[Supplied data]
[Start of section]
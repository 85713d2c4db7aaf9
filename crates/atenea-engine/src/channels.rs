// SPDX-FileCopyrightText: 2026 Atenea Contributors
// SPDX-License-Identifier: MIT OR Apache-2.0

//! Registry routing outbound commands to the adapter serving each channel.

use std::collections::HashMap;
use std::sync::Arc;

use atenea_core::{ChannelAdapter, HealthStatus};
use tracing::{info, warn};

/// Channel adapters keyed by channel code.
#[derive(Clone, Default)]
pub struct ChannelRegistry {
    adapters: HashMap<String, Arc<dyn ChannelAdapter + Send + Sync>>,
}

impl ChannelRegistry {
    pub fn new() -> Self {
        Self::default()
    }

    /// Registers `adapter` under the code it reports. A second adapter for
    /// the same code replaces the first.
    pub fn register(&mut self, adapter: Arc<dyn ChannelAdapter + Send + Sync>) {
        let code = adapter.channel().to_string();
        info!(channel = %code, adapter = adapter.name(), "channel adapter registered");
        if self.adapters.insert(code.clone(), adapter).is_some() {
            warn!(channel = %code, "replaced previously registered channel adapter");
        }
    }

    pub fn get(&self, channel: &str) -> Option<&Arc<dyn ChannelAdapter + Send + Sync>> {
        self.adapters.get(channel)
    }

    /// Registered channel codes, sorted.
    pub fn codes(&self) -> Vec<&str> {
        let mut codes: Vec<&str> = self.adapters.keys().map(String::as_str).collect();
        codes.sort_unstable();
        codes
    }

    pub fn len(&self) -> usize {
        self.adapters.len()
    }

    pub fn is_empty(&self) -> bool {
        self.adapters.is_empty()
    }

    /// Degraded when any adapter is not healthy.
    pub async fn health_check(&self) -> HealthStatus {
        let mut reasons = Vec::new();
        for code in self.codes() {
            let Some(adapter) = self.adapters.get(code) else {
                continue;
            };
            match adapter.health_check().await {
                Ok(HealthStatus::Healthy) => {}
                Ok(HealthStatus::Degraded(reason)) | Ok(HealthStatus::Unhealthy(reason)) => {
                    reasons.push(format!("{code}: {reason}"));
                }
                Err(e) => reasons.push(format!("{code}: {e}")),
            }
        }
        if reasons.is_empty() {
            HealthStatus::Healthy
        } else {
            HealthStatus::Degraded(reasons.join("; "))
        }
    }

    /// Shuts every adapter down, logging failures.
    pub async fn shutdown(&self) {
        for (code, adapter) in &self.adapters {
            if let Err(e) = adapter.shutdown().await {
                warn!(channel = %code, error = %e, "channel shutdown error");
            }
        }
    }
}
[End of section]
Show the lines of the material that contain the word "ChannelRegistry".

pub struct ChannelRegistry {
impl ChannelRegistry {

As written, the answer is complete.